**DIRECTIONS FOR THIS TASK:** Your answer consists of the lines in the data that contain "synthetic". Copy each of them.

-- ENTRIES SUPPLIED follows --

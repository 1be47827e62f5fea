use crate::billboard::BillboardOptions;
use crate::font_source::FontResolver;
use crate::output::{OutputStore, DEFAULT_RETENTION};
use crate::BillboardError;
use serde::{Deserialize, Serialize};
use std::path::{Path, PathBuf};
use std::time::Duration;

/// Settings for producing billboards, usually read from a JSON file. Every field
/// is optional in the file.
///
/// ```json
/// {
///   "background": "static/img/billboard-bg.png",
///   "fonts": [{ "named": "Impact" }, { "path": "/opt/fonts/Anton.ttf" }],
///   "output_dir": "/tmp",
///   "retention_secs": 3600,
///   "options": { "font_size": 80, "text_colour": "#000000" }
/// }
/// ```
#[derive(Debug, Clone, PartialEq, Serialize, Deserialize)]
#[serde(default)]
pub struct Config {
    /// Background image; the plain fallback canvas is used when absent or unreadable
    pub background: Option<PathBuf>,
    pub fonts: FontResolver,
    pub output_dir: PathBuf,
    pub retention_secs: u64,
    pub options: BillboardOptions,
}

impl Default for Config {
    fn default() -> Self {
        Config {
            background: None,
            fonts: FontResolver::default_chain(),
            output_dir: std::env::temp_dir(),
            retention_secs: DEFAULT_RETENTION.as_secs(),
            options: BillboardOptions::default(),
        }
    }
}

impl Config {
    /// Read a JSON config file. Relative paths inside it are resolved against the
    /// file's directory
    pub fn load<P: AsRef<Path>>(path: P) -> Result<Config, BillboardError> {
        let path = path.as_ref();
        let text = std::fs::read_to_string(path)?;
        let mut config = Config::from_json(&text)?;

        if let Some(base) = path.parent() {
            config.rebase(base);
        }
        Ok(config)
    }

    pub fn from_json(text: &str) -> Result<Config, BillboardError> {
        let config: Config = serde_json::from_str(text)?;
        config.options.validate()?;
        Ok(config)
    }

    fn rebase(&mut self, base: &Path) {
        let rebase = |p: &mut PathBuf| {
            if p.is_relative() {
                *p = base.join(&*p);
            }
        };

        if let Some(background) = self.background.as_mut() {
            rebase(background);
        }
        rebase(&mut self.output_dir);
        for candidate in self.fonts.candidates.iter_mut() {
            if let crate::FontSource::Path(p) = candidate {
                rebase(p);
            }
        }
    }

    pub fn retention(&self) -> Duration {
        Duration::from_secs(self.retention_secs)
    }

    pub fn output_store(&self) -> OutputStore {
        OutputStore::new(&self.output_dir, self.retention())
    }
}
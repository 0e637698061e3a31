//! Parser for subject summary reports
//!
//! The reports are line-oriented: a `File Name:` line opens a section for
//! one recording, and every `Seizure Start Time:` / `Seizure End Time:`
//! pair that follows defines one episode in that recording. Everything
//! else (channel listings, sampling-rate notes) is ignored.

use crate::error::{EegError, EegResult};
use crate::intervals::SeizureInterval;
use std::fs;
use std::path::Path;

/// Parse a summary report from a file on disk.
pub fn parse_summary(path: &Path) -> EegResult<Vec<SeizureInterval>> {
    let text = fs::read_to_string(path).map_err(|e| EegError::UnreadableSource {
        path: path.display().to_string(),
        reason: e.to_string(),
    })?;
    parse_summary_text(&text)
}

/// Parse summary report text already in memory.
pub fn parse_summary_text(text: &str) -> EegResult<Vec<SeizureInterval>> {
    let mut intervals = Vec::new();
    let mut current_file: Option<String> = None;
    let mut pending_start: Option<u64> = None;

    for line in text.lines() {
        let line = line.trim();
        if line.contains("File Name:") {
            current_file = line.rsplit(':').next().map(|s| s.trim().to_string());
            pending_start = None;
        } else if line.contains("Seizure Start Time:") {
            pending_start = Some(parse_seconds(line)?);
        } else if line.contains("Seizure End Time:") {
            let end = parse_seconds(line)?;
            if let (Some(file), Some(start)) = (current_file.as_ref(), pending_start.take()) {
                intervals.push(SeizureInterval::new(file.clone(), start, end));
            }
        }
    }

    Ok(intervals)
}

fn parse_seconds(line: &str) -> EegResult<u64> {
    let raw = line
        .rsplit(':')
        .next()
        .unwrap_or("")
        .replace("seconds", "");
    raw.trim()
        .parse::<u64>()
        .map_err(|_| EegError::UnreadableSource {
            path: "summary".to_string(),
            reason: format!("unparsable seconds field in line '{}'", line),
        })
}
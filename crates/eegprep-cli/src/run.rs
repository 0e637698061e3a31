//! Subject-tree driver for the preparation pipeline
//!
//! Iterates subjects and recordings sequentially; every failure is logged
//! and isolated to the file that caused it, so one bad recording never
//! takes down a multi-subject run.

use anyhow::Context;
use eegprep_core::{parse_summary, RecordingReader, SeizureInterval};
use eegprep_pipeline::dataset::{inspect_slices, save_batch, DatasetAssembler};
use eegprep_pipeline::npy::NpyArray;
use eegprep_pipeline::reader::RecordingSidecar;
use eegprep_pipeline::{NpyRecording, PipelineConfig, WindowingEngine};
use eegprep_simulation::{EegSimulator, SimulationConfig};
use std::fs;
use std::path::{Path, PathBuf};
use tracing::{info, warn};

/// Load a pipeline config from JSON, or fall back to defaults.
pub fn load_config(path: Option<&Path>) -> anyhow::Result<PipelineConfig> {
    match path {
        Some(path) => {
            let text = fs::read_to_string(path)
                .with_context(|| format!("reading config {}", path.display()))?;
            Ok(PipelineConfig::from_json(&text)?)
        }
        None => Ok(PipelineConfig::default()),
    }
}

/// Subjects to process: the explicit filter if given, otherwise every
/// sub-directory of `dir`, sorted.
fn discover_subjects(dir: &Path, filter: &[String]) -> anyhow::Result<Vec<String>> {
    if !filter.is_empty() {
        let mut subjects = filter.to_vec();
        subjects.sort();
        return Ok(subjects);
    }
    let mut subjects = Vec::new();
    for entry in fs::read_dir(dir).with_context(|| format!("listing {}", dir.display()))? {
        let entry = entry?;
        if entry.file_type()?.is_dir() {
            if let Some(name) = entry.file_name().to_str() {
                subjects.push(name.to_string());
            }
        }
    }
    subjects.sort();
    Ok(subjects)
}

/// Recording files for one subject: every `.npy` that has a JSON sidecar.
fn recording_paths(subject_dir: &Path) -> anyhow::Result<Vec<PathBuf>> {
    let mut paths = Vec::new();
    for entry in fs::read_dir(subject_dir)? {
        let path = entry?.path();
        if path.extension().and_then(|e| e.to_str()) == Some("npy")
            && path.with_extension("json").is_file()
        {
            paths.push(path);
        }
    }
    paths.sort();
    Ok(paths)
}

/// Window, label, normalize, and persist every recording of every subject.
pub fn preprocess(
    config: &PipelineConfig,
    data_dir: &Path,
    out_dir: &Path,
    filter: &[String],
) -> anyhow::Result<()> {
    let mut engine = WindowingEngine::new(config.clone())?;

    for subject in discover_subjects(data_dir, filter)? {
        let subject_dir = data_dir.join(&subject);
        let summary_path = subject_dir.join(format!("{}-summary.txt", subject));
        if !summary_path.is_file() {
            warn!(subject, "summary file not found, skipping subject");
            continue;
        }
        let intervals = match parse_summary(&summary_path) {
            Ok(intervals) => intervals,
            Err(e) => {
                warn!(subject, error = %e, "unparsable summary, skipping subject");
                continue;
            }
        };

        let paths = recording_paths(&subject_dir)?;
        info!(
            subject,
            recordings = paths.len(),
            seizure_records = intervals.len(),
            "preprocessing subject"
        );

        for path in paths {
            if let Err(e) = preprocess_recording(&mut engine, &path, &intervals, out_dir, &subject)
            {
                warn!(
                    subject,
                    recording = %path.display(),
                    error = %e,
                    "skipping recording"
                );
            }
        }
    }
    Ok(())
}

fn preprocess_recording(
    engine: &mut WindowingEngine,
    path: &Path,
    intervals: &[SeizureInterval],
    out_dir: &Path,
    subject: &str,
) -> anyhow::Result<()> {
    let mut recording = NpyRecording::open(path)?;
    info!(
        recording = recording.id(),
        channels = recording.channel_count(),
        samples = recording.sample_count(),
        rate = recording.sample_rate(),
        "windowing"
    );
    engine.process(&mut recording, intervals, |batch| {
        save_batch(out_dir, subject, &batch)
    })?;
    Ok(())
}

/// Assemble per-subject feature datasets from persisted slices.
pub fn extract_features(
    config: &PipelineConfig,
    slices_dir: &Path,
    out_dir: &Path,
    filter: &[String],
) -> anyhow::Result<()> {
    let mut assembler = DatasetAssembler::new(config.clone())?;

    for subject in discover_subjects(slices_dir, filter)? {
        match assembler.assemble_subject(slices_dir, &subject, out_dir) {
            Ok(Some(summary)) => {
                info!(
                    subject,
                    windows = summary.windows,
                    feature_len = summary.feature_len,
                    positives = summary.positives,
                    "features written"
                );
            }
            Ok(None) => {}
            Err(e) => {
                warn!(subject, error = %e, "skipping subject");
            }
        }
    }
    Ok(())
}

/// Print shapes and label counts for every persisted slice.
pub fn inspect(slices_dir: &Path, filter: &[String]) -> anyhow::Result<()> {
    for subject in discover_subjects(slices_dir, filter)? {
        println!("--- {} ---", subject);
        for report in inspect_slices(slices_dir, &subject)? {
            println!(
                "{}: X shape {:?}, {} labels, {} seizure windows",
                report.key, report.x_shape, report.n_labels, report.positives
            );
        }
    }
    Ok(())
}

/// Write a synthetic subject tree (recording, sidecar, summary) that the
/// preprocess command can consume directly.
pub fn synthesize_subject(
    out_dir: &Path,
    subject: &str,
    duration: u64,
    channels: usize,
    seed: Option<u64>,
) -> anyhow::Result<()> {
    let mut simulator = EegSimulator::new(SimulationConfig {
        channel_count: channels,
        duration_s: duration,
        seed,
        ..SimulationConfig::default()
    });

    let episode_start = duration / 4;
    let episode_end = (episode_start + 60).min(duration);
    let recording_id = format!("{}_01", subject);
    let (mut recording, intervals) =
        simulator.generate(&recording_id, &[(episode_start, episode_end)])?;

    let subject_dir = out_dir.join(subject);
    fs::create_dir_all(&subject_dir)?;

    let n = recording.sample_count();
    let channel_data = recording.read_range(0, n)?;
    let flat: Vec<f32> = channel_data.into_iter().flatten().collect();
    NpyArray::f32(vec![channels, n], flat)?
        .write(&subject_dir.join(format!("{}.npy", recording_id)))?;

    let sidecar = RecordingSidecar {
        sample_rate: recording.sample_rate(),
    };
    fs::write(
        subject_dir.join(format!("{}.json", recording_id)),
        serde_json::to_string_pretty(&sidecar)?,
    )?;

    let mut summary = String::new();
    for interval in &intervals {
        summary.push_str(&format!(
            "File Name: {}\nNumber of Seizures in File: 1\nSeizure Start Time: {} seconds\nSeizure End Time: {} seconds\n\n",
            interval.source_file, interval.start_s, interval.end_s
        ));
    }
    fs::write(
        subject_dir.join(format!("{}-summary.txt", subject)),
        summary,
    )?;

    info!(
        subject,
        recording = recording_id,
        episode_start,
        episode_end,
        "synthetic subject written"
    );
    Ok(())
}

-- ENTRIES SUPPLIED concluded --

**ANSWER TO THIS EXERCISE:**
/// Write a synthetic subject tree (recording, sidecar, summary) that the
        "synthetic subject written"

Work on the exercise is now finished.